ABSTRACT
Abstract Background: Postoperative Nausea and Vomiting (PONV) is a common complication of general anesthesia. Several kinds of antiemetics, including 5-Hydroxytryptamine3 (5-HT3) receptor antagonists, and Neurokinin-1 (NK-1) receptor antagonists have been used to treat PONV. Objectives: To compare the antiemetic effect of NK-1 receptor antagonists, including fosaprepitant. Data sources: Online databases (PubMed, MEDLINE, Scopus, The Cochrane Library databases) were used. Study eligibility criteria, participants, and interventions: Randomized Controlled Trials (RCTs) performed in patients over 18 years with ASA-PS of I‒III, aimed to assess the efficacy of antiemetics including NK-1 receptor antagonists and 5-HT3 receptor antagonists, and compared the incidence of PONV were included. Study appraisal and synthesis methods: All statistical assessments were conducted by a random effect approach, and odds ratios and 95% Confidence Intervals were calculated. Results: Aprepitant 40 mg and 80 mg significantly reduced the incidence of vomiting 0‒24 hours postoperatively (Odds Ratio [OR = 0.40]; 95% Confidence Interval [95% CI 0.30‒0.54]; p < 0.001, and OR = 0.32; 95% CI 0.19‒0.56; p < 0.001).
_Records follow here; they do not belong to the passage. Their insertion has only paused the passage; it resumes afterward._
//! Components shared by the codecs

pub mod bit_writer;
pub mod bit_reader;
pub mod huffman;
pub mod match_finder;

use crate::Error;

/// allocate a filled array, failing gracefully if memory is short
pub fn try_alloc<T: Clone>(n: usize,fill: T) -> Result<Vec<T>,Error> {
    let mut ans = Vec::new();
    ans.try_reserve_exact(n).map_err(|_| Error::OutOfResources)?;
    ans.resize(n,fill);
    Ok(ans)
}

#[test]
fn huge_alloc_fails() {
    assert_eq!(try_alloc(usize::MAX / 2,0u64),Err(Error::OutOfResources));
    assert_eq!(try_alloc(3,7u8),Ok(vec![7,7,7]));
}
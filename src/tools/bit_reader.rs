//! MSB first bit input for the expansion side

use bit_vec::BitVec;
use crate::Error;

pub struct BitReader {
    bits: BitVec,
    ptr: usize
}

impl BitReader {
    pub fn create(dat: &[u8]) -> Self {
        Self {
            bits: BitVec::from_bytes(dat),
            ptr: 0
        }
    }
    /// get the next bit, running off the end is an error
    pub fn get_bit(&mut self) -> Result<u32,Error> {
        match self.bits.get(self.ptr) {
            Some(bit) => {
                self.ptr += 1;
                Ok(bit as u32)
            },
            None => {
                log::error!("bit stream ended at {}",self.ptr);
                Err(Error::FileFormatMismatch)
            }
        }
    }
    /// get the next `n` bits as an unsigned value, first bit is most significant
    pub fn get_bits(&mut self,n: usize) -> Result<u32,Error> {
        let mut ans = 0;
        for _i in 0..n {
            ans <<= 1;
            ans |= self.get_bit()?;
        }
        Ok(ans)
    }
    /// number of bits consumed so far
    pub fn consumed(&self) -> usize {
        self.ptr
    }
}

#[test]
fn read_bits() {
    let mut r = BitReader::create(&[0b1010_1100,0xff]);
    assert_eq!(r.get_bits(3),Ok(0b101));
    assert_eq!(r.get_bits(9),Ok(0b0_1100_1111));
    assert_eq!(r.get_bits(4),Ok(0xf));
    assert_eq!(r.consumed(),16);
    assert_eq!(r.get_bit(),Err(Error::FileFormatMismatch));
}
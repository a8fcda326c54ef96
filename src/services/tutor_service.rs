use std::sync::Arc;

use crate::{
    constants::prompts::{study_assistant_prompt, STUDY_ASSISTANT_SYSTEM_PROMPT},
    errors::{AppError, AppResult},
    models::dto::response::TutorAnswer,
    services::completion_service::{CompletionRequest, CompletionService},
};

pub struct TutorService {
    completion: Arc<dyn CompletionService>,
}

impl TutorService {
    pub fn new(completion: Arc<dyn CompletionService>) -> Self {
        Self { completion }
    }

    pub async fn answer(&self, question: &str) -> AppResult<TutorAnswer> {
        let question = question.trim();
        if question.is_empty() {
            return Err(AppError::ValidationError("Question is required".to_string()));
        }

        let raw = self
            .completion
            .complete(CompletionRequest::json(
                STUDY_ASSISTANT_SYSTEM_PROMPT,
                study_assistant_prompt(question),
            ))
            .await?;

        log::debug!("Tutor reply received ({} bytes)", raw.len());

        serde_json::from_str::<TutorAnswer>(raw.trim()).map_err(|e| {
            log::error!("Tutor reply was not the expected JSON object: {}", e);
            AppError::InternalError(format!(
                "Something went wrong while parsing the JSON: {}",
                e
            ))
        })
    }
}
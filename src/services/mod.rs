pub mod completion_service;
pub mod question_service;
pub mod response_parser;
pub mod search_service;
pub mod tutor_service;
use actix_web::{get, web, HttpResponse};
use validator::Validate;

use crate::{
    app_state::AppState,
    errors::AppError,
    models::dto::{request::SearchQuery, response::SearchResponse},
};

#[get("/youtube/search")]
async fn search_videos(
    state: web::Data<AppState>,
    query: web::Query<SearchQuery>,
) -> Result<HttpResponse, AppError> {
    let query = query.into_inner();
    query.validate()?;

    let items = state.search_service.search_videos(&query.query).await?;
    Ok(HttpResponse::Ok().json(SearchResponse::ok(items)))
}

#[get("/wikipedia/search")]
async fn search_articles(
    state: web::Data<AppState>,
    query: web::Query<SearchQuery>,
) -> Result<HttpResponse, AppError> {
    let query = query.into_inner();
    query.validate()?;

    let results = state.search_service.search_articles(&query.query).await?;
    Ok(HttpResponse::Ok().json(SearchResponse::ok(results)))
}
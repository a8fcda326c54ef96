use async_graphql::SimpleObject;
use schemars::JsonSchema;
use serde::{Deserialize, Serialize};

#[derive(Debug, Serialize)]
pub struct ApiResponse<T: Serialize> {
    pub data: T,
    pub message: String,
}

impl<T: Serialize> ApiResponse<T> {
    pub fn new(data: T, message: impl Into<String>) -> Self {
        Self {
            data,
            message: message.into(),
        }
    }
}

/// Study answer returned by the tutor chat.
#[derive(Debug, Clone, PartialEq, Eq, Deserialize, Serialize, SimpleObject, JsonSchema)]
pub struct TutorAnswer {
    pub ai_response: String,
    pub topic: String,
}

pub type TutorResponse = ApiResponse<TutorAnswer>;

#[derive(Debug, Clone, Serialize, Deserialize)]
pub struct SearchResponse {
    pub success: bool,
    pub data: Vec<serde_json::Value>,
}

impl SearchResponse {
    pub fn ok(data: Vec<serde_json::Value>) -> Self {
        Self {
            success: true,
            data,
        }
    }
}
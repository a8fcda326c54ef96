pub mod prompts;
Fosaprepitant could also reduce the incidence of vomiting significantly both 0‒24 and 0‒48 hours postoperatively (OR = 0.07; 95% CI 0.02‒0.24; p < 0.001 and OR = 0.07; 95% CI 0.02‒0.23; p < 0.001). Limitations: Risk factors for PONV are not considered, RCTs using multiple antiemetics are included, RCTs for fosaprepitant is small, and some bias may be present. Conclusions and implications of key findings: Aprepitant and fosaprepitant can be effective prophylactic antiemetics for postoperative vomiting. However, more studies are required for higher-quality meta-analyses. Systematic review registration number: CRD42019120188.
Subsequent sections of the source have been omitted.